Characterisation is slightly thin although the personalities are well-drawn and recognizable and since there is a story to be getting on with, perhaps too much development would be distracting.

In all, the joke works extremely well; laugh out loud funny at the end. Hope these points are helpful - if anything, I think the piece could be longer!"

Wednesday, 7 March 2007

Scripts first review

Here is the first review I received of the script. The reviewer is Julie Balloo, a site expert from the Write words writers web site:

"Hi Richard,

I really enjoyed reading this short. It's very visual and each twist and turn is a joy to uncover. It might be nice to inject some faux romance at the top, just to give it even more depth. Obviously at the beginning we're thinking he's going to dump her so it would be interesting to have a are they/aren't they subtext which is then totally blown away. I thought that line as he climbs the stairs - 'I told her I was leaving but only on my terms' sorry about the paraphrasing, I can't cut and paste for some reason, is a bit wordy. It just jarred and took me away from the mounting tension. Loved the ending, very clever. I was left wondering though if Jim wouldn't perhaps have a little nudge or wink line to Henry suggesting that he knew Henry couldn't hurt him. I might be completely on the wrong track, so let me know."

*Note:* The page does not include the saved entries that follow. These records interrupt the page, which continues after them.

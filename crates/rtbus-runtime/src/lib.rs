//! `rtbus-runtime` – Node threads and process telemetry
//!
//! Hosts the nodes that talk over the bus and wires up logging.
//!
//! # Modules
//!
//! - [`node`] – [`Node`][node::Node] trait and the [`Executor`][node::Executor]
//!   that runs every node on its own thread behind a start barrier.
//! - [`telemetry`] – [`init_tracing`][telemetry::init_tracing]:
//!   installs the global `tracing` subscriber with optional JSON output and
//!   OTLP span export.

pub mod node;
pub mod telemetry;

pub use node::{CORE_EVENT_BIT, Executor, Node, NodeContext, RuntimeError};
pub use telemetry::{LogFormat, TracerProviderGuard, init_tracing};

I'm really happy with this. If anyone reading out there has their own comments/review of the script (good or bad) then please post it as a comment.

Monday, 5 March 2007

A man with a gun......

Good news!

Went to see a show on Saturday night ( Noises Off, put on by the Maidenhead Players - a super high quality production which had me in tears!!! ) and i happened to be sitting next to Drew, an actor who I have a lot of respect for. Anyway, I mentioned the Film to him, and he's interested in getting involved! As a big bonus point, he has a small armoury of replica handguns, including a full working rep of a Beretta 92F, which I think will suit Henry down to the ground.

Another piece fits the puzzle ;-)

Now, back to learning my lines.......

Thursday, 1 March 2007

Some good books

I had a little look through my book shelf last night, looking for something to read before going to bed. I thought I'd just write up a super quick review from a few of my favourites.


Story - Robert McKee

The classic book on screen writing. This was one of the first screenwriting books I ever got and has to be one of my favourites. If you get the chance to go to one of Robert McKee's seminars, go. He is very entertaining, says what he thinks and it made for an entertaining and information packed few days.

Anyway, back to the book. Well, in it he gives a good explanation of what makes a good story. He talks about structure and planning and its importance (ever written 40 pages and then hit a brick wall or got to the end of the screen play and found out that you've got the soggiest act 2 in history? Thats where McKee says structure would help). He also discusses the concept of the controlling idea/theme of a screenplay and how that should shape the whole piece.

All in all a good read.

Save the cat

I only recently got this book. I like it for its humourous non-academic tone and different take on screenwriting. If you're only interested in writing for experimental or fringe films then you'll probably not like it, as it is very main stream focussed. I liked the "rules for screenwriting", with rules like "Pope in the pool" and "Double mumbo jumbo", you can't go wrong.

Film making:

Developing Digital Short films

One of the things I liked most about this book was the discussions on theme and colour composition.

There are several chapters that discuss in some detail the use of visual motifs, theme development and how they give your film that extra level of punch.


Directing Actors

Directing actors does exactly what it says on the tin. It tells you how to get the best performance from your actors. I found it a great help, with the steps to take, to go from script to blocking and staging. Also, it gives a number of easy ways, to help your actors find different levels within a scene. Well worth a look.